Based on A. Derriu, Il tribunale dell’Inquisizione di Alghero. Storie di donne e di uomini attraverso documenti inediti del XVIII secolo, Alghero 2015.

Alessandra Derriu (Alghero, 1979). BA in Conservation of Cultural Heritage, at the University of Sassari, MA at the Archive School of Rome, palaeography and diplomatic of the Vatican Secret Archive. She worked at the Archive of the Municipality of Alghero, the Archive of the Alghero-Bosa Diocese and the Archive of Simon-Guillot family. Recipient of a research scholarship from the Sardinian Region, at the History Department of the University of Sassari, she carried out a study on Sardinian Medieval history, taking care of the sources editions, on paper and online, publishing Atti contabili della villa di Alghero (mandati e ricevute di pagamento anni 1405-1415), 2005; Alghero e i suoi privilegi in alcuni documenti inediti del XV secolo, 2007; Gli atti notarili del XV secolo dell’Archivio Capitolare di Alghero, 2009; L’Inventario dell’Archivio del Capitolo Cattedrale di Alghero, 2013; Il tribunale dell’Inquisizione di Alghero.

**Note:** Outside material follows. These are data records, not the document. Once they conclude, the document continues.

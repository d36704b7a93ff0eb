use thiserror::Error;

// ============================================================================
// Error Types
// ============================================================================

/// Database-specific errors with user-friendly messages
#[derive(Debug, Error)]
pub enum DatabaseError {
    /// Another process holds a write lock on the database
    #[error("The feed database is locked by another process. Please try again later.")]
    Locked,

    /// Migration failed
    #[error("Database migration failed: {0}")]
    Migration(String),

    /// A record the caller referenced does not exist
    #[error("Source {0} not found")]
    SourceNotFound(i64),

    /// Generic database error
    #[error("Database error: {0}")]
    Other(#[from] sqlx::Error),
}

impl DatabaseError {
    /// Check if a sqlx error indicates database locking
    pub(crate) fn from_sqlx(err: sqlx::Error) -> Self {
        if is_lock_message(&err.to_string()) {
            return DatabaseError::Locked;
        }
        DatabaseError::Other(err)
    }
}

/// SQLITE_BUSY (5) and SQLITE_LOCKED (6) surface only through their messages.
pub(crate) fn is_lock_message(message: &str) -> bool {
    let lower = message.to_lowercase();
    lower.contains("database is locked")
        || lower.contains("database table is locked")
        || lower.contains("sqlite_busy")
        || lower.contains("sqlite_locked")
}

// ============================================================================
// Sources
// ============================================================================

/// Polling interval a new source starts with, in minutes.
pub const DEFAULT_INTERVAL: i64 = 400;

/// A feed subscription as supplied by the presentation layer.
#[derive(Debug, Clone)]
pub struct NewSource {
    pub feed_url: String,
    pub name: Option<String>,
    pub owner: Option<String>,
    pub num_subs: i64,
}

impl NewSource {
    pub fn new(feed_url: impl Into<String>) -> Self {
        Self {
            feed_url: feed_url.into(),
            name: None,
            owner: None,
            num_subs: 1,
        }
    }
}

/// A polled feed subscription with its full polling state.
///
/// All timestamps are Unix seconds (UTC). `interval` is in minutes.
#[derive(Debug, Clone, PartialEq, Eq, sqlx::FromRow)]
pub struct Source {
    pub id: i64,
    /// Opaque account reference; only the presentation layer interprets it
    pub owner: Option<String>,
    pub name: Option<String>,
    pub site_url: Option<String>,
    pub feed_url: String,
    pub image_url: Option<String>,
    pub description: Option<String>,

    pub last_polled: Option<i64>,
    pub due_poll: i64,
    pub interval: i64,

    /// Conditional-fetch cache, echoed back verbatim
    pub etag: Option<String>,
    pub last_modified: Option<String>,

    pub last_result: Option<String>,
    /// Last HTTP status; 0 = fetch error, 1 = proxy failure
    pub status_code: i64,
    pub last_success: Option<i64>,
    pub last_change: Option<i64>,
    pub live: bool,

    pub last_302_url: Option<String>,
    pub last_302_start: Option<i64>,

    /// Highest post index handed out so far
    pub max_index: i64,

    pub num_subs: i64,
    pub is_cloudflare: bool,
}

impl Source {
    /// The site link if the feed advertised one, else the feed URL itself.
    pub fn best_link(&self) -> &str {
        match self.site_url.as_deref() {
            Some(site) if !site.is_empty() => site,
            _ => &self.feed_url,
        }
    }

    pub fn display_name(&self) -> &str {
        match self.name.as_deref() {
            Some(name) if !name.is_empty() => name,
            _ => self.best_link(),
        }
    }
}

// ============================================================================
// Posts
// ============================================================================

/// A normalized entry ready to be stored for a source.
#[derive(Debug, Clone, PartialEq, Eq)]
pub struct ParsedPost {
    pub guid: String,
    pub title: String,
    /// Sanitized display excerpt
    pub body: String,
    pub link: Option<String>,
    pub author: String,
    pub image_url: Option<String>,
    pub created: i64,
}

/// Stored post
#[derive(Debug, Clone, PartialEq, Eq, sqlx::FromRow)]
pub struct Post {
    pub id: i64,
    pub source_id: i64,
    pub guid: String,
    pub title: String,
    pub body: String,
    pub link: Option<String>,
    pub author: String,
    pub image_url: Option<String>,
    pub created: i64,
    pub found: i64,
    /// Per-source ordinal; 0 until sequenced
    #[sqlx(rename = "idx")]
    pub index: i64,
}

/// New-versus-existing split of one feed import.
///
/// Built by the merger from the source's known GUIDs; applied by
/// [`Database::commit_poll`](super::Database::commit_poll).
#[derive(Debug, Clone, Default, PartialEq, Eq)]
pub struct MergePlan {
    pub inserts: Vec<ParsedPost>,
    pub updates: Vec<ParsedPost>,
}

impl MergePlan {
    /// True when the import brought at least one post we had never seen.
    pub fn changed(&self) -> bool {
        !self.inserts.is_empty()
    }

    pub fn is_empty(&self) -> bool {
        self.inserts.is_empty() && self.updates.is_empty()
    }
}

/// Counts reported back from a committed poll.
#[derive(Debug, Clone, Copy, Default, PartialEq, Eq)]
pub struct CommitStats {
    pub inserted: usize,
    pub updated: usize,
    /// Number of posts that received an index in this commit
    pub sequenced: usize,
}

// ============================================================================
// Post read model
// ============================================================================

#[derive(Debug, Clone, Copy, Default, PartialEq, Eq)]
pub enum PostSort {
    #[default]
    Created,
    Title,
    Body,
}

#[derive(Debug, Clone, Copy, Default, PartialEq, Eq)]
pub enum SortOrder {
    Ascending,
    #[default]
    Descending,
}

/// Filters for listing posts. `None` fields do not constrain the result.
#[derive(Debug, Clone, Default)]
pub struct PostQuery {
    /// Case-insensitive substring of the source name
    pub source_name: Option<String>,
    /// Case-insensitive substring of the post title
    pub title: Option<String>,
    pub created_from: Option<i64>,
    pub created_to: Option<i64>,
    pub sort: PostSort,
    pub order: SortOrder,
    pub limit: Option<i64>,
}

// ============================================================================
// Proxies
// ============================================================================

/// Address stored in place of a real proxy when none could be found.
pub const DEAD_PROXY: &str = "X";

#[derive(Debug, Clone, PartialEq, Eq, sqlx::FromRow)]
pub struct Proxy {
    pub id: i64,
    pub address: String,
}

impl Proxy {
    pub fn is_dead(&self) -> bool {
        self.address == DEAD_PROXY
    }
}
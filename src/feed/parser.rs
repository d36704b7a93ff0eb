//! XML (RSS/Atom) and JSON Feed parsing into [`RawEntry`] records.

use chrono::{DateTime, Utc};
use feed_rs::parser;
use serde::Deserialize;
use serde_json::Value;
use thiserror::Error;

use super::entry::{first_present, FeedMeta, RawEntry};

#[derive(Debug, Error)]
pub enum ParseError {
    #[error("Feed Parse Error")]
    Malformed(String),
    #[error("Feed is empty")]
    Empty,
}

#[derive(Debug, Clone, Copy, PartialEq, Eq)]
pub enum FeedFormat {
    Xml,
    Json,
}

/// A parsed document. Entries are in document order.
#[derive(Debug, Clone, Default, PartialEq)]
pub struct ParsedFeed {
    pub meta: FeedMeta,
    pub entries: Vec<RawEntry>,
    /// JSON Feed `expired` flag
    pub expired: bool,
}

/// Pick a parser from the declared content type, falling back to the first
/// significant byte of the body.
pub fn detect_format(content_type: &str, body: &[u8]) -> Option<FeedFormat> {
    let content_type = content_type.to_ascii_lowercase();
    let first = first_significant_byte(body);

    if content_type.contains("xml") || first == Some(b'<') {
        Some(FeedFormat::Xml)
    } else if content_type.contains("json") || first == Some(b'{') {
        Some(FeedFormat::Json)
    } else {
        None
    }
}

fn first_significant_byte(body: &[u8]) -> Option<u8> {
    let body = body.strip_prefix(b"\xEF\xBB\xBF").unwrap_or(body);
    body.iter().copied().find(|b| !b.is_ascii_whitespace())
}

pub fn parse(format: FeedFormat, body: &[u8]) -> Result<ParsedFeed, ParseError> {
    match format {
        FeedFormat::Xml => parse_xml(body),
        FeedFormat::Json => parse_json(body),
    }
}

// ============================================================================
// RSS / Atom
// ============================================================================

pub fn parse_xml(body: &[u8]) -> Result<ParsedFeed, ParseError> {
    // An empty id lets entry normalization apply its own fallbacks instead
    // of the parser's generated ones
    let feed = parser::Builder::new()
        .id_generator(|_links, _title, _uri| String::new())
        .build()
        .parse(body)
        .map_err(|e| ParseError::Malformed(e.to_string()))?;

    if feed.entries.is_empty() {
        return Err(ParseError::Empty);
    }

    let site_url = feed
        .links
        .iter()
        .find(|link| link.rel.as_deref() != Some("self"))
        .map(|link| link.href.clone());

    let meta = FeedMeta {
        title: feed.title.map(|t| t.content),
        site_url,
        image_url: feed.logo.or(feed.icon).map(|image| image.uri),
        description: feed.description.map(|t| t.content),
    };

    let entries = feed
        .entries
        .into_iter()
        .map(|entry| {
            let link = entry
                .links
                .iter()
                .find(|link| link.rel.as_deref().map_or(true, |rel| rel == "alternate"))
                .or(entry.links.first())
                .map(|link| link.href.clone());

            let image_url = entry
                .media
                .iter()
                .flat_map(|media| media.thumbnails.iter())
                .map(|thumb| thumb.image.uri.clone())
                .next();

            let mut bodies = Vec::new();
            if let Some(body) = entry.content.and_then(|c| c.body) {
                bodies.push(body);
            }
            if let Some(summary) = entry.summary {
                bodies.push(summary.content);
            }

            RawEntry {
                id: Some(entry.id).filter(|id| !id.is_empty()),
                link,
                title: entry.title.map(|t| t.content),
                author: entry.authors.into_iter().next().map(|person| person.name),
                image_url,
                published: entry.published.or(entry.updated),
                bodies,
            }
        })
        .collect();

    Ok(ParsedFeed {
        meta,
        entries,
        expired: false,
    })
}

// ============================================================================
// JSON Feed
// ============================================================================

/// Top-level JSON Feed object. Metadata stays untyped so a mistyped field
/// is ignored instead of failing the whole document.
#[derive(Debug, Deserialize)]
struct JsonFeed {
    #[serde(default)]
    title: Option<Value>,
    #[serde(default)]
    home_page_url: Option<Value>,
    #[serde(default)]
    description: Option<Value>,
    #[serde(default)]
    icon: Option<Value>,
    #[serde(default)]
    expired: Option<Value>,
    items: Vec<Value>,
}

pub fn parse_json(body: &[u8]) -> Result<ParsedFeed, ParseError> {
    let feed: JsonFeed =
        serde_json::from_slice(body).map_err(|e| ParseError::Malformed(e.to_string()))?;

    let expired = matches!(feed.expired, Some(Value::Bool(true)));

    let entries: Vec<RawEntry> = feed.items.iter().filter_map(json_entry).collect();
    if entries.is_empty() {
        return Err(ParseError::Empty);
    }

    Ok(ParsedFeed {
        meta: FeedMeta {
            title: string_value(feed.title.as_ref()),
            site_url: string_value(feed.home_page_url.as_ref()),
            image_url: string_value(feed.icon.as_ref()),
            description: string_value(feed.description.as_ref()),
        },
        entries,
        expired,
    })
}

/// One item. Only a non-object item is skipped; each field that is missing
/// or of the wrong type just reads as absent.
fn json_entry(item: &Value) -> Option<RawEntry> {
    if !item.is_object() {
        tracing::debug!(item = %item, "Skipping JSON feed item that is not an object");
        return None;
    }
    let field = |key: &str| string_value(item.get(key));

    let author = item
        .get("author")
        .or_else(|| item.get("authors").and_then(Value::as_array).and_then(|a| a.first()))
        .and_then(author_name);

    let published = first_present([
        field("date_published").as_deref(),
        field("date_modified").as_deref(),
    ])
    .and_then(parse_rfc3339);

    let bodies = ["content_html", "content_text", "summary"]
        .into_iter()
        .filter_map(field)
        .collect();

    Some(RawEntry {
        id: item.get("id").and_then(scalar_string),
        link: field("url"),
        title: field("title"),
        author,
        image_url: field("image").or_else(|| field("banner_image")),
        published,
        bodies,
    })
}

fn string_value(value: Option<&Value>) -> Option<String> {
    value.and_then(Value::as_str).map(str::to_owned)
}

/// Ids are strings by the JSON Feed format, but numbers show up in the wild.
fn scalar_string(value: &Value) -> Option<String> {
    match value {
        Value::String(s) => Some(s.clone()),
        Value::Number(n) => Some(n.to_string()),
        _ => None,
    }
}

/// JSON Feed 1.0 `author` objects, 1.1 `authors` arrays, or bare strings.
fn author_name(value: &Value) -> Option<String> {
    match value {
        Value::String(name) => Some(name.clone()),
        Value::Object(fields) => fields.get("name")?.as_str().map(str::to_owned),
        _ => None,
    }
}

fn parse_rfc3339(value: &str) -> Option<DateTime<Utc>> {
    match DateTime::parse_from_rfc3339(value.trim()) {
        Ok(date) => Some(date.with_timezone(&Utc)),
        Err(e) => {
            tracing::debug!(value, error = %e, "Unparseable JSON feed date");
            None
        }
    }
}
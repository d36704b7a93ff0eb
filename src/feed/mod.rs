//! Feed polling pipeline.
//!
//! - [`scheduler`] picks due sources and runs polls concurrently
//! - [`fetcher`] performs one conditional fetch and walks the HTTP status
//!   state machine (redirects, Cloudflare, 304s)
//! - [`ingest`] parses a body ([`parser`]), normalizes entries ([`entry`],
//!   [`html`]) and splits them into new and known posts ([`merge`])
//! - [`interval`] adapts each source's polling cadence
//! - [`agent`] and [`proxy`] handle identity and proxy rotation for
//!   Cloudflare-protected sources
//!
//! # Example
//!
//! ```no_run
//! use feedpoll::config::Config;
//! use feedpoll::feed::{Poller, Selection};
//! use feedpoll::storage::Database;
//!
//! # async fn run() -> anyhow::Result<()> {
//! let config = Config::default();
//! let db = Database::open("feeds.db").await?;
//! let poller = Poller::from_config(db, &config)?;
//! let reports = poller.update_feeds(Selection::Due, config.max_feeds).await?;
//! # Ok(())
//! # }
//! ```

pub mod agent;
pub mod entry;
pub mod fetcher;
pub mod html;
pub mod ingest;
pub mod interval;
pub mod merge;
pub mod parser;
pub mod proxy;
pub mod scheduler;

pub use fetcher::{FetchError, PollError, PollReport, PollSettings, PollSummary, Poller};
pub use ingest::{import_feed, ImportOutcome};
pub use parser::{FeedFormat, ParseError};
pub use proxy::{parse_proxy_list, ProxyPool, PROXY_LIST_URL};
pub use scheduler::{spawn_scheduler, SchedulerHandle, Selection};
//! HTML handling for feed bodies: relative image rewriting, plain-text
//! extraction, first-image lookup and excerpting.

use std::borrow::Cow;

use scraper::{Html, Node, Selector};

use crate::util::{collapse_whitespace, site_origin, strip_control_chars, truncate_chars};

/// Rewrite scheme-relative (`//host/...`) and root-relative (`/path`) image
/// sources so they resolve against the feed's site.
///
/// Without a usable site URL the body is returned untouched.
pub fn fix_relative<'a>(body: &'a str, site_url: Option<&str>) -> Cow<'a, str> {
    let Some((scheme, origin)) = site_url.and_then(site_origin) else {
        return Cow::Borrowed(body);
    };
    if !body.contains("src=") {
        return Cow::Borrowed(body);
    }

    let mut fixed = body.to_owned();
    for quote in ['"', '\''] {
        // Scheme-relative first: after this they no longer start with a slash
        fixed = fixed.replace(
            &format!("src={quote}//"),
            &format!("src={quote}{scheme}://"),
        );
        fixed = fixed.replace(&format!("src={quote}/"), &format!("src={quote}{origin}/"));
    }
    Cow::Owned(fixed)
}

/// Visible text of an HTML fragment with whitespace collapsed.
///
/// Script and style contents are dropped, as are terminal control
/// sequences.
pub fn to_text(fragment: &str) -> String {
    if !fragment.contains(['<', '&']) {
        return collapse_whitespace(&strip_control_chars(fragment));
    }

    let document = Html::parse_fragment(fragment);
    let mut text = String::new();

    for node in document.root_element().descendants() {
        let Node::Text(chunk) = node.value() else {
            continue;
        };
        let hidden = node
            .ancestors()
            .filter_map(|ancestor| ancestor.value().as_element())
            .any(|element| matches!(element.name(), "script" | "style"));
        if !hidden {
            text.push_str(chunk);
        }
    }

    collapse_whitespace(&strip_control_chars(&text))
}

/// `src` of the first `<img>` in the fragment.
pub fn first_image(fragment: &str) -> Option<String> {
    if !fragment.contains("<img") && !fragment.contains("<IMG") {
        return None;
    }

    let selector = Selector::parse("img").ok()?;
    let document = Html::parse_fragment(fragment);
    document
        .select(&selector)
        .filter_map(|img| img.value().attr("src"))
        .map(str::trim)
        .find(|src| !src.is_empty())
        .map(str::to_owned)
}

/// Stored form of a post body: the first `max_chars` characters of its text,
/// with "..." when cut. Text of one character or less is treated as empty.
pub fn excerpt(text: &str, max_chars: usize) -> String {
    if text.chars().nth(1).is_none() {
        return String::new();
    }
    truncate_chars(text, max_chars).into_owned()
}
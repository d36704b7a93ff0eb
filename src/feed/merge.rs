use std::collections::HashSet;

use crate::storage::{MergePlan, ParsedPost};

/// Split freshly parsed posts into inserts and updates by GUID.
///
/// `known` holds the GUIDs already stored for the source. A GUID repeated
/// within the same batch is inserted once and updated afterwards, so the
/// last occurrence's content wins.
pub fn plan_merge(known: &HashSet<String>, posts: Vec<ParsedPost>) -> MergePlan {
    let mut plan = MergePlan::default();
    let mut fresh = HashSet::new();

    for post in posts {
        if known.contains(&post.guid) || fresh.contains(&post.guid) {
            plan.updates.push(post);
        } else {
            fresh.insert(post.guid.clone());
            plan.inserts.push(post);
        }
    }

    plan
}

Storie di donne e di uomini attraverso documenti inediti del XVIII secolo, 2015. Other topics of her studies are the administration of justice in the Catalan-Aragonese Sardinia and trials for witchcraft and superstition. She is an archivist at the Historical Diocesan Archive of Alghero and history teacher at Escola de alguerés P. Scanu (Catalan –Algherese school).